Pinsent accepta un siège au Conseil législatif en 1859. La politique l’occupa davantage à partir de janvier 1867 : au cours d’une élection partielle, il se porta candidat indépendant dans le district de Port de Grave et fut élu sans opposition à la chambre d’Assemblée. Dans une lettre aux électeurs, il n’avait pas pris position sur la Confédération, mais le Standard, and Conception Bay Advertiser de Harbour Grace avait indiqué qu’il s’opposait aux Résolutions de Québec. Sa brève carrière politique arriva à son point culminant deux ans plus tard, soit au moment où il se joignit aux partisans de la Confédération, que dirigeaient Frederic Bowker Terrington Carter et Ambrose Shea*. À cette occasion, il se présenta encore dans son district mais, cette fois, le fait qu’il ait été natif de la région ne compta guère. Comme la circonscription était majoritairement opposée au projet confédératif, il essuya une cuisante défaite. Malgré l’extrême prudence dont il avait fait preuve en exposant les avantages de la Confédération, le courant de l’opinion était contre lui.
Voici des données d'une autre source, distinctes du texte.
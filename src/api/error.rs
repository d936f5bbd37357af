//! API error responses
//!
//! Every failure leaves the API as a `{"message": <text>}` JSON body paired
//! with a status code. Service-layer errors convert via `From`, so handlers
//! can use `?` throughout.

use axum::{
    http::StatusCode,
    response::{IntoResponse, Response},
    Json,
};
use serde::{Deserialize, Serialize};

use crate::services::{
    BlogPostServiceError, CharacterServiceError, FavoriteServiceError, PlanetServiceError,
    UserServiceError,
};

/// Uniform error envelope
#[derive(Debug, Serialize, Deserialize)]
pub struct ErrorBody {
    pub message: String,
}

/// Error response for API errors
#[derive(Debug)]
pub struct ApiError {
    pub status: StatusCode,
    pub message: String,
}

impl ApiError {
    pub fn new(status: StatusCode, message: impl Into<String>) -> Self {
        Self {
            status,
            message: message.into(),
        }
    }

    pub fn not_found(message: impl Into<String>) -> Self {
        Self::new(StatusCode::NOT_FOUND, message)
    }

    pub fn bad_request(message: impl Into<String>) -> Self {
        Self::new(StatusCode::BAD_REQUEST, message)
    }

    pub fn conflict(message: impl Into<String>) -> Self {
        Self::new(StatusCode::CONFLICT, message)
    }

    pub fn internal_error(message: impl Into<String>) -> Self {
        Self::new(StatusCode::INTERNAL_SERVER_ERROR, message)
    }
}

impl IntoResponse for ApiError {
    fn into_response(self) -> Response {
        (
            self.status,
            Json(ErrorBody {
                message: self.message,
            }),
        )
            .into_response()
    }
}

fn internal(err: anyhow::Error) -> ApiError {
    tracing::error!("Internal error: {err:#}");
    ApiError::internal_error("Internal server error")
}

impl From<CharacterServiceError> for ApiError {
    fn from(err: CharacterServiceError) -> Self {
        match err {
            CharacterServiceError::NotFound(id) => {
                tracing::debug!(character_id = id, "character not found");
                ApiError::not_found(err.to_string())
            }
            CharacterServiceError::HomeworldNotFound(id) => {
                tracing::debug!(planet_id = id, "homeworld not found");
                ApiError::not_found(err.to_string())
            }
            CharacterServiceError::Conflict(_) => ApiError::conflict(err.to_string()),
            CharacterServiceError::InvalidInput(_) => ApiError::bad_request(err.to_string()),
            CharacterServiceError::Internal(e) => internal(e),
        }
    }
}

impl From<PlanetServiceError> for ApiError {
    fn from(err: PlanetServiceError) -> Self {
        match err {
            PlanetServiceError::NotFound(id) => {
                tracing::debug!(planet_id = id, "planet not found");
                ApiError::not_found(err.to_string())
            }
            PlanetServiceError::Conflict(_) => ApiError::conflict(err.to_string()),
            PlanetServiceError::InvalidInput(_) => ApiError::bad_request(err.to_string()),
            PlanetServiceError::Internal(e) => internal(e),
        }
    }
}

impl From<UserServiceError> for ApiError {
    fn from(err: UserServiceError) -> Self {
        match err {
            UserServiceError::NotFound(id) => {
                tracing::debug!(user_id = id, "user not found");
                ApiError::not_found(err.to_string())
            }
            UserServiceError::Conflict(_) => ApiError::conflict(err.to_string()),
            UserServiceError::Internal(e) => internal(e),
        }
    }
}

impl From<FavoriteServiceError> for ApiError {
    fn from(err: FavoriteServiceError) -> Self {
        match err {
            FavoriteServiceError::UserNotFound(id) => {
                tracing::debug!(user_id = id, "user not found");
                ApiError::not_found(err.to_string())
            }
            FavoriteServiceError::CharacterNotFound(id) => {
                tracing::debug!(character_id = id, "character not found");
                ApiError::not_found(err.to_string())
            }
            FavoriteServiceError::PlanetNotFound(id) => {
                tracing::debug!(planet_id = id, "planet not found");
                ApiError::not_found(err.to_string())
            }
            FavoriteServiceError::CharacterNotFavorited
            | FavoriteServiceError::PlanetNotFavorited => ApiError::not_found(err.to_string()),
            FavoriteServiceError::Internal(e) => internal(e),
        }
    }
}

// Blog posts have no routes, but the service is part of the library
// surface; keep the translation alongside the others.
impl From<BlogPostServiceError> for ApiError {
    fn from(err: BlogPostServiceError) -> Self {
        match err {
            BlogPostServiceError::NotFound(id) => {
                tracing::debug!(post_id = id, "blog post not found");
                ApiError::not_found(err.to_string())
            }
            BlogPostServiceError::AuthorNotFound(id) => {
                tracing::debug!(user_id = id, "author not found");
                ApiError::not_found(err.to_string())
            }
            BlogPostServiceError::CharacterNotFound(id) => {
                tracing::debug!(character_id = id, "featured character not found");
                ApiError::not_found(err.to_string())
            }
            BlogPostServiceError::PlanetNotFound(id) => {
                tracing::debug!(planet_id = id, "featured planet not found");
                ApiError::not_found(err.to_string())
            }
            BlogPostServiceError::InvalidInput(_) => ApiError::bad_request(err.to_string()),
            BlogPostServiceError::Internal(e) => internal(e),
        }
    }
}
//! Starblog - a Star Wars blog API
//!
//! This library provides the core functionality for the Starblog API:
//! characters, planets, blog users, and per-user favorites.

pub mod api;
pub mod config;
pub mod db;
pub mod models;
pub mod services;
//! Shared API response types
//!
//! Canonical serialized shapes for every entity. Collection-valued
//! relations serialize as counts to bound payload size; blog posts embed
//! their three single-valued relations in full (author reduced to a
//! partial projection).

use serde::{Deserialize, Serialize};

use crate::models::{
    BlogPostWithRelations, CharacterWithRelations, PlanetWithCounts, User, UserWithCounts,
};
use crate::services::UserFavorites;

/// Simple `{"message": ...}` success body (favorites add/remove)
#[derive(Debug, Serialize, Deserialize)]
pub struct MessageResponse {
    pub message: String,
}

impl MessageResponse {
    pub fn new(message: impl Into<String>) -> Self {
        Self {
            message: message.into(),
        }
    }
}

/// Full planet response
#[derive(Debug, Serialize, Deserialize)]
pub struct PlanetResponse {
    pub id: i64,
    pub name: String,
    pub description: Option<String>,
    pub climate: Option<String>,
    pub terrain: Option<String>,
    pub surface_water: Option<String>,
    pub population: Option<String>,
    pub diameter: Option<String>,
    pub rotation_period: Option<String>,
    pub orbital_period: Option<String>,
    pub gravity: Option<String>,
    pub image_url: Option<String>,
    pub residents_count: i64,
    pub favorited_by_count: i64,
    pub created_at: String,
}

impl From<PlanetWithCounts> for PlanetResponse {
    fn from(view: PlanetWithCounts) -> Self {
        let planet = view.planet;
        Self {
            id: planet.id,
            name: planet.name,
            description: planet.description,
            climate: planet.climate,
            terrain: planet.terrain,
            surface_water: planet.surface_water,
            population: planet.population,
            diameter: planet.diameter,
            rotation_period: planet.rotation_period,
            orbital_period: planet.orbital_period,
            gravity: planet.gravity,
            image_url: planet.image_url,
            residents_count: view.residents_count,
            favorited_by_count: view.favorited_by_count,
            created_at: planet.created_at.to_rfc3339(),
        }
    }
}

/// Full character response with embedded homeworld
#[derive(Debug, Serialize, Deserialize)]
pub struct CharacterResponse {
    pub id: i64,
    pub name: String,
    pub description: Option<String>,
    pub height: Option<String>,
    pub mass: Option<String>,
    pub hair_color: Option<String>,
    pub skin_color: Option<String>,
    pub eye_color: Option<String>,
    pub birth_year: Option<String>,
    pub gender: Option<String>,
    pub image_url: Option<String>,
    /// Serialized exactly like the planet's standalone representation
    pub homeworld: Option<PlanetResponse>,
    pub favorited_by_count: i64,
    pub created_at: String,
}

impl From<CharacterWithRelations> for CharacterResponse {
    fn from(view: CharacterWithRelations) -> Self {
        let character = view.character;
        Self {
            id: character.id,
            name: character.name,
            description: character.description,
            height: character.height,
            mass: character.mass,
            hair_color: character.hair_color,
            skin_color: character.skin_color,
            eye_color: character.eye_color,
            birth_year: character.birth_year,
            gender: character.gender,
            image_url: character.image_url,
            homeworld: view.homeworld.map(Into::into),
            favorited_by_count: view.favorited_by_count,
            created_at: character.created_at.to_rfc3339(),
        }
    }
}

/// Full user response. Carries relation counts, never the password.
#[derive(Debug, Serialize, Deserialize)]
pub struct UserResponse {
    pub id: i64,
    pub email: String,
    pub username: String,
    pub first_name: Option<String>,
    pub last_name: Option<String>,
    pub is_active: bool,
    pub created_at: String,
    pub favorite_characters_count: i64,
    pub favorite_planets_count: i64,
    pub blog_posts_count: i64,
}

impl From<UserWithCounts> for UserResponse {
    fn from(view: UserWithCounts) -> Self {
        let user = view.user;
        Self {
            id: user.id,
            email: user.email,
            username: user.username,
            first_name: user.first_name,
            last_name: user.last_name,
            is_active: user.is_active,
            created_at: user.created_at.to_rfc3339(),
            favorite_characters_count: view.favorite_characters_count,
            favorite_planets_count: view.favorite_planets_count,
            blog_posts_count: view.blog_posts_count,
        }
    }
}

/// Reduced author projection embedded in blog post responses
#[derive(Debug, Serialize, Deserialize)]
pub struct AuthorInfo {
    pub id: i64,
    pub username: String,
    pub first_name: Option<String>,
    pub last_name: Option<String>,
}

impl From<User> for AuthorInfo {
    fn from(user: User) -> Self {
        Self {
            id: user.id,
            username: user.username,
            first_name: user.first_name,
            last_name: user.last_name,
        }
    }
}

/// Full blog post response with embedded relations
#[derive(Debug, Serialize, Deserialize)]
pub struct BlogPostResponse {
    pub id: i64,
    pub title: String,
    pub content: String,
    pub summary: Option<String>,
    pub is_published: bool,
    pub view_count: i64,
    pub created_at: String,
    pub updated_at: String,
    pub author: AuthorInfo,
    pub featured_character: Option<CharacterResponse>,
    pub featured_planet: Option<PlanetResponse>,
}

impl From<BlogPostWithRelations> for BlogPostResponse {
    fn from(view: BlogPostWithRelations) -> Self {
        let post = view.post;
        Self {
            id: post.id,
            title: post.title,
            content: post.content,
            summary: post.summary,
            is_published: post.is_published,
            view_count: post.view_count,
            created_at: post.created_at.to_rfc3339(),
            updated_at: post.updated_at.to_rfc3339(),
            author: view.author.into(),
            featured_character: view.featured_character.map(Into::into),
            featured_planet: view.featured_planet.map(Into::into),
        }
    }
}

/// Both favorites collections for a user
#[derive(Debug, Serialize, Deserialize)]
pub struct FavoritesResponse {
    pub characters: Vec<CharacterResponse>,
    pub planets: Vec<PlanetResponse>,
}

impl From<UserFavorites> for FavoritesResponse {
    fn from(favorites: UserFavorites) -> Self {
        Self {
            characters: favorites.characters.into_iter().map(Into::into).collect(),
            planets: favorites.planets.into_iter().map(Into::into).collect(),
        }
    }
}

#[cfg(test)]
mod tests {
    use super::*;
    use crate::models::{BlogPost, Character, NewUser, Planet};
    use chrono::Utc;

    fn planet() -> PlanetWithCounts {
        PlanetWithCounts {
            planet: Planet {
                id: 1,
                name: "Dagobah".to_string(),
                description: None,
                climate: Some("murky".to_string()),
                terrain: Some("swamp".to_string()),
                surface_water: None,
                population: None,
                diameter: None,
                rotation_period: None,
                orbital_period: None,
                gravity: None,
                image_url: None,
                created_at: Utc::now(),
            },
            residents_count: 1,
            favorited_by_count: 0,
        }
    }

    fn character() -> CharacterWithRelations {
        CharacterWithRelations {
            character: Character {
                id: 2,
                name: "Yoda".to_string(),
                description: None,
                height: Some("66 cm".to_string()),
                mass: None,
                hair_color: None,
                skin_color: Some("green".to_string()),
                eye_color: None,
                birth_year: Some("896BBY".to_string()),
                gender: None,
                image_url: None,
                homeworld_id: Some(1),
                created_at: Utc::now(),
            },
            homeworld: Some(planet()),
            favorited_by_count: 3,
        }
    }

    fn user() -> User {
        let mut user = User::new(NewUser {
            email: "yoda@jedi.sw".to_string(),
            password: "do-or-do-not".to_string(),
            username: "yoda".to_string(),
            first_name: None,
            last_name: None,
        });
        user.id = 7;
        user
    }

    #[test]
    fn test_user_response_has_no_password_key() {
        let response = UserResponse::from(UserWithCounts {
            user: user(),
            favorite_characters_count: 0,
            favorite_planets_count: 0,
            blog_posts_count: 0,
        });

        let json = serde_json::to_value(&response).unwrap();
        let obj = json.as_object().unwrap();
        assert!(!obj.contains_key("password"));
        assert_eq!(obj["username"], "yoda");
    }

    #[test]
    fn test_character_embeds_homeworld_serialization() {
        let json = serde_json::to_value(CharacterResponse::from(character())).unwrap();

        assert_eq!(json["homeworld"]["name"], "Dagobah");
        assert_eq!(json["homeworld"]["residents_count"], 1);
        assert_eq!(json["favorited_by_count"], 3);
    }

    #[test]
    fn test_blog_post_author_is_reduced_projection() {
        let now = Utc::now();
        let response = BlogPostResponse::from(BlogPostWithRelations {
            post: BlogPost {
                id: 9,
                title: "Size matters not".to_string(),
                content: "Judge me by my size, do you?".to_string(),
                summary: None,
                is_published: true,
                view_count: 12,
                created_at: now,
                updated_at: now,
                author_id: 7,
                featured_character_id: Some(2),
                featured_planet_id: None,
            },
            author: user(),
            featured_character: Some(character()),
            featured_planet: None,
        });

        let json = serde_json::to_value(&response).unwrap();
        let author = json["author"].as_object().unwrap();

        // Exactly the partial projection, no email or password
        assert_eq!(author.len(), 4);
        assert_eq!(author["id"], 7);
        assert_eq!(author["username"], "yoda");
        assert!(!author.contains_key("email"));
        assert!(!author.contains_key("password"));

        assert_eq!(json["featured_character"]["name"], "Yoda");
        assert!(json["featured_planet"].is_null());
    }

    #[test]
    fn test_favorites_response_has_exactly_two_keys() {
        let response = FavoritesResponse::from(UserFavorites {
            characters: vec![character()],
            planets: vec![],
        });

        let json = serde_json::to_value(&response).unwrap();
        let obj = json.as_object().unwrap();

        assert_eq!(obj.len(), 2);
        assert!(obj["characters"].is_array());
        assert!(obj["planets"].is_array());
        assert_eq!(obj["characters"][0]["name"], "Yoda");
    }
}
En outre, l’électorat se rappelait peut-être qu’il avait défendu une position contraire en 1867. Une note dans laquelle il protestait auprès du directeur du scrutin contre l’intimidation dont les électeurs en faveur de l’union avaient été victimes à Bay Roberts, la plus grosse agglomération du district, donne une idée du climat qui régnait au cours de la campagne.

Pinsent fut quand même nommé de nouveau au Conseil législatif par le gouvernement de Carter et de Shea, qui allait démissionner l’année suivante. Il continua d’y défendre la Confédération, à l’encontre de l’écrasante majorité des conseillers. Aux élections de 1873, il commit l’imprudence de changer de camp et de briguer les suffrages aux côtés des anti-confédérateurs de Charles James Fox Bennett*. Ce parti remporta la victoire, mais Pinsent fut défait dans le district de Trinity Bay. Il souffrit aussi du fait que l’ordre d’Orange était puissant dans ce district et que lui-même, en qualité de membre de l’establishment anglican, ne semblait pas assez protestant aux yeux des électeurs. Après 1873, il reprit position en faveur de la Confédération et continua de lutter pour l’union bien longtemps après que les autres hommes politiques terre-neuviens eurent abandonné. En 1878, il se présenta dans la circonscription de Burin, où il connut une autre défaite. À l’automne de 1879, il était sur le point de se présenter dans St John’s West lorsqu’on lui offrit de combler une vacance à la Cour suprême. Il eut la sagesse d’accepter ce poste, et sa nomination eut lieu au printemps suivant.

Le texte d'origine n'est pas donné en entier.